**DATA RECORDS**.
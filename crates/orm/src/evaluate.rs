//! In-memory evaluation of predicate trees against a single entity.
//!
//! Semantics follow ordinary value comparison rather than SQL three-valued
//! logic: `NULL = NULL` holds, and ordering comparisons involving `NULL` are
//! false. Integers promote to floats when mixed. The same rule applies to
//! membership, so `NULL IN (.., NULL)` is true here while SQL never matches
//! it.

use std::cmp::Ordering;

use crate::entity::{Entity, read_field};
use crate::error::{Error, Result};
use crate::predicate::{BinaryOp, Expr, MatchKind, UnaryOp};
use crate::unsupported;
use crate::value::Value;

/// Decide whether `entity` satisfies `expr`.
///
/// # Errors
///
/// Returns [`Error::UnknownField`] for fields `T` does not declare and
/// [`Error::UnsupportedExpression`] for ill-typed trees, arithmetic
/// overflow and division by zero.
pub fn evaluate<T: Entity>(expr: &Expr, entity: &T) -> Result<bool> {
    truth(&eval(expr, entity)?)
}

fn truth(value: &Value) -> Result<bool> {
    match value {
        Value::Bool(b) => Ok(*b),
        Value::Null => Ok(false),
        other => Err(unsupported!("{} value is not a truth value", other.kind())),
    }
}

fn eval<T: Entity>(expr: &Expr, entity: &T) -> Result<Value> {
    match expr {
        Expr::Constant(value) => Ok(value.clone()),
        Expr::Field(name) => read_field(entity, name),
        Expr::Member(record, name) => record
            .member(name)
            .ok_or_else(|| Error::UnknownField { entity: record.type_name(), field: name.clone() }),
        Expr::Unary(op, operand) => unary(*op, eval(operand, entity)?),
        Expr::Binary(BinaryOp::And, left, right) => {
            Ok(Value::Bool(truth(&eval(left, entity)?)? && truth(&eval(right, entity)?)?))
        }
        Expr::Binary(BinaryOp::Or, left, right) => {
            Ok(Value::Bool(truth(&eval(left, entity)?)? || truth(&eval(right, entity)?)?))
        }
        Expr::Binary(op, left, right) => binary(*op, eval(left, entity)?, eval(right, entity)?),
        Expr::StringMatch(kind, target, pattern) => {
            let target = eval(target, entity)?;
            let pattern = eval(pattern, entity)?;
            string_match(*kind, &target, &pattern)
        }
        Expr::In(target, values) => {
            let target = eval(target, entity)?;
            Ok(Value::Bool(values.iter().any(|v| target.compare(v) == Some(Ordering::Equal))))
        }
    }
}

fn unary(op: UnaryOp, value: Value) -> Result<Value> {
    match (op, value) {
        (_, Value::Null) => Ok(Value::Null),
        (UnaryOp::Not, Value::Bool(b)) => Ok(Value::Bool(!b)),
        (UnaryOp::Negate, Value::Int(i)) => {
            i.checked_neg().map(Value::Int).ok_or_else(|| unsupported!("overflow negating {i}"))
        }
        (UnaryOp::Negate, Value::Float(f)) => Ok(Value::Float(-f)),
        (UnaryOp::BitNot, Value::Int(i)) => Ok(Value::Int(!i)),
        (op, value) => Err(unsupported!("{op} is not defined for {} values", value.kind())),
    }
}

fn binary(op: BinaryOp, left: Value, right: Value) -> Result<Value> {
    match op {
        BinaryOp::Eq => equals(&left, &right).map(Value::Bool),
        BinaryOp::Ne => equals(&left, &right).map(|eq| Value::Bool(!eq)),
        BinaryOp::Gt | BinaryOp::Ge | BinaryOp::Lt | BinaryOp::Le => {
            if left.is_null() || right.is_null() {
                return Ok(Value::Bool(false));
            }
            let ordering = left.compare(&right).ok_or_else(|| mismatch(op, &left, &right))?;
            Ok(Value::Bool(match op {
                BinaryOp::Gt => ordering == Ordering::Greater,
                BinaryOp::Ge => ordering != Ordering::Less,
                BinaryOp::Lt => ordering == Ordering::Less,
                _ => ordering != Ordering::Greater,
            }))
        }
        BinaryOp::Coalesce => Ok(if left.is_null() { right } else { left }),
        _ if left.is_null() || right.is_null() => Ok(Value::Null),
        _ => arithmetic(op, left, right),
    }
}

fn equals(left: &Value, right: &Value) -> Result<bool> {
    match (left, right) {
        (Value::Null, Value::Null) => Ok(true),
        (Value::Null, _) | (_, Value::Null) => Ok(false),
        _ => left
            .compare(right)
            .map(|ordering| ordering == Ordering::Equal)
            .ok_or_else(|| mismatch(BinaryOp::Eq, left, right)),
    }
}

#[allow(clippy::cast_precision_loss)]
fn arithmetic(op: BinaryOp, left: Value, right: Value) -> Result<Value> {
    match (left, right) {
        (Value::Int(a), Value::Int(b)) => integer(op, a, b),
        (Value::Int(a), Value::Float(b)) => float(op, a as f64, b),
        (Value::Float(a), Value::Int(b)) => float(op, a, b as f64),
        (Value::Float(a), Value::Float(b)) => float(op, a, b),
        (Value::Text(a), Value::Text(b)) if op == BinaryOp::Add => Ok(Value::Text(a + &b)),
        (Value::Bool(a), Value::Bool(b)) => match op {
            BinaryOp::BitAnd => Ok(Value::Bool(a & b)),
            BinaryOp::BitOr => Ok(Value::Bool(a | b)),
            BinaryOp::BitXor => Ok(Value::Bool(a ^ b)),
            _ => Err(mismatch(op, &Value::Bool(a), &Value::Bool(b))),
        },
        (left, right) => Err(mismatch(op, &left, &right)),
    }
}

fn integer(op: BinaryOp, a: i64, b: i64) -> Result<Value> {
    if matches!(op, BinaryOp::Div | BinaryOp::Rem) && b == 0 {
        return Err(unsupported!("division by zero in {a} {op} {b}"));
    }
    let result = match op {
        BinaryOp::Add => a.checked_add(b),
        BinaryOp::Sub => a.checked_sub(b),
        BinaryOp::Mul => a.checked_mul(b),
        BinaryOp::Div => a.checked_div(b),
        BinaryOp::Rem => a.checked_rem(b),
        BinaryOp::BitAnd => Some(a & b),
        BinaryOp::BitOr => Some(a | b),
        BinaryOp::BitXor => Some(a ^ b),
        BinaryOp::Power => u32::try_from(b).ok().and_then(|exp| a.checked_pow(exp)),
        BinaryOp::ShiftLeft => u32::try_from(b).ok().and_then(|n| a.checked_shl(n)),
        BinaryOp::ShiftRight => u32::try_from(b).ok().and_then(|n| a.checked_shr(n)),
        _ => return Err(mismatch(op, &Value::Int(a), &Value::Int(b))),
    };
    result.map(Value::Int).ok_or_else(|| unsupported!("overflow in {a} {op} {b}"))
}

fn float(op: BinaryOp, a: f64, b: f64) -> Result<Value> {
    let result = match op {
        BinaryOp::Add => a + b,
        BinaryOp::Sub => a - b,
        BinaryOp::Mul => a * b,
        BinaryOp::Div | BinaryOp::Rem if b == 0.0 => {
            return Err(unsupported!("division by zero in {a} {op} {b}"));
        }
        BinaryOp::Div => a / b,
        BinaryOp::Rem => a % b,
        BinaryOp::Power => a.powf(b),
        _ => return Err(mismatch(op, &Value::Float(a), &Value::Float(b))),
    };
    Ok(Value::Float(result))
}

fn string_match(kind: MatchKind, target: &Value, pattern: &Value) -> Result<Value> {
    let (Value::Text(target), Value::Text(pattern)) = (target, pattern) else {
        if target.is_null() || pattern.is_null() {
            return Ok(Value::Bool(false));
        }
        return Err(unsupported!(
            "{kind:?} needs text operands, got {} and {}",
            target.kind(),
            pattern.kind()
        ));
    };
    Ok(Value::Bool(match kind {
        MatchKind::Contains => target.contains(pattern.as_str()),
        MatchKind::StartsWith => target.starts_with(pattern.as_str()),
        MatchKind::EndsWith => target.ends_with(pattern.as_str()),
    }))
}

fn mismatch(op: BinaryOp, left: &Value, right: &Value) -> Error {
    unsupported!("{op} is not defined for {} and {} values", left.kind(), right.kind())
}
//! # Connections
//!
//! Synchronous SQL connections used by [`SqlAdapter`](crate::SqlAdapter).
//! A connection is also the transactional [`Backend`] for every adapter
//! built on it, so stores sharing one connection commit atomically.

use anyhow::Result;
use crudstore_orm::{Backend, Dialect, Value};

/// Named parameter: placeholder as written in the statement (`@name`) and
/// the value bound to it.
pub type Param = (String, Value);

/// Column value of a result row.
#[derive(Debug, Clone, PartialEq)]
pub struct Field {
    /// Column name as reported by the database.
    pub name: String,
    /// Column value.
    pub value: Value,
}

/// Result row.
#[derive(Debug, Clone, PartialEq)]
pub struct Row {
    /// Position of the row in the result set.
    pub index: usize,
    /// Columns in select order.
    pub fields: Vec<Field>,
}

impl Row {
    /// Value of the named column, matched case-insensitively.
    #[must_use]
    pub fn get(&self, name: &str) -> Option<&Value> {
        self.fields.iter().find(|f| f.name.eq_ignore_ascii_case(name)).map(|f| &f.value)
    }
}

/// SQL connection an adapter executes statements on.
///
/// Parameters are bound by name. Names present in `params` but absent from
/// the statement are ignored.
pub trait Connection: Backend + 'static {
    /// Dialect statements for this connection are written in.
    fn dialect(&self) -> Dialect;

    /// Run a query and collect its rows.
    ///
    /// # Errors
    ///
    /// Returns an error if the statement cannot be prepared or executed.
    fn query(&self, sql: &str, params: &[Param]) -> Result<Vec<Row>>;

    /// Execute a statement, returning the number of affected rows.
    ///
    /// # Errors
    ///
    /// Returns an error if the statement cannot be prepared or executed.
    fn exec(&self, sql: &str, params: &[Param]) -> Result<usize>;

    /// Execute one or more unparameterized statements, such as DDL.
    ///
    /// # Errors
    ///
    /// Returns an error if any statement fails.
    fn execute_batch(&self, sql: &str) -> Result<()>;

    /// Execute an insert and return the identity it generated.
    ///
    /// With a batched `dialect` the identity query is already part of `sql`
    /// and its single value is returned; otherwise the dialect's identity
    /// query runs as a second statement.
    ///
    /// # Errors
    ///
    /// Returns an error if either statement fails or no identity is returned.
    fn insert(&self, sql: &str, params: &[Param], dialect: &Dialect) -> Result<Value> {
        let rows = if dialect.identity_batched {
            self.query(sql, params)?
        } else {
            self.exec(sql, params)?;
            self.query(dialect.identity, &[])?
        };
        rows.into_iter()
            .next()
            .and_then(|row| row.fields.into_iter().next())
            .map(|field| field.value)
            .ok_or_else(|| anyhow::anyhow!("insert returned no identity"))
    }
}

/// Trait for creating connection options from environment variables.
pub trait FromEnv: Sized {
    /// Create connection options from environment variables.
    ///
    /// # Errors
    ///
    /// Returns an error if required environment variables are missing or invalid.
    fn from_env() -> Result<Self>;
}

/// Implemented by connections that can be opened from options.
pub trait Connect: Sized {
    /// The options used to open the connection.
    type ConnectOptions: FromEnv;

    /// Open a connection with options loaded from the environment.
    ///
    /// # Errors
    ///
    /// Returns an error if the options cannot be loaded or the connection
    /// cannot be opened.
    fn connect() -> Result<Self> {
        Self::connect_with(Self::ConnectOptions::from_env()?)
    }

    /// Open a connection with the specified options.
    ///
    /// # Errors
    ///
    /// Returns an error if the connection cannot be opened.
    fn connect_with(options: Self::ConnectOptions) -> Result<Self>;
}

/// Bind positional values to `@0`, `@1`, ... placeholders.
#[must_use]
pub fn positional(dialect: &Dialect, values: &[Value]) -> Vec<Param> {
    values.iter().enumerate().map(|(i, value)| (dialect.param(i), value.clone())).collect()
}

**ASSIGNMENT**. Locate the word "zero" in the entries, and copy every line where it is found.

**RESPONSE TO THIS EXERCISE**.
/// overflow and division by zero.
        return Err(unsupported!("division by zero in {a} {op} {b}"));
            return Err(unsupported!("division by zero in {a} {op} {b}"));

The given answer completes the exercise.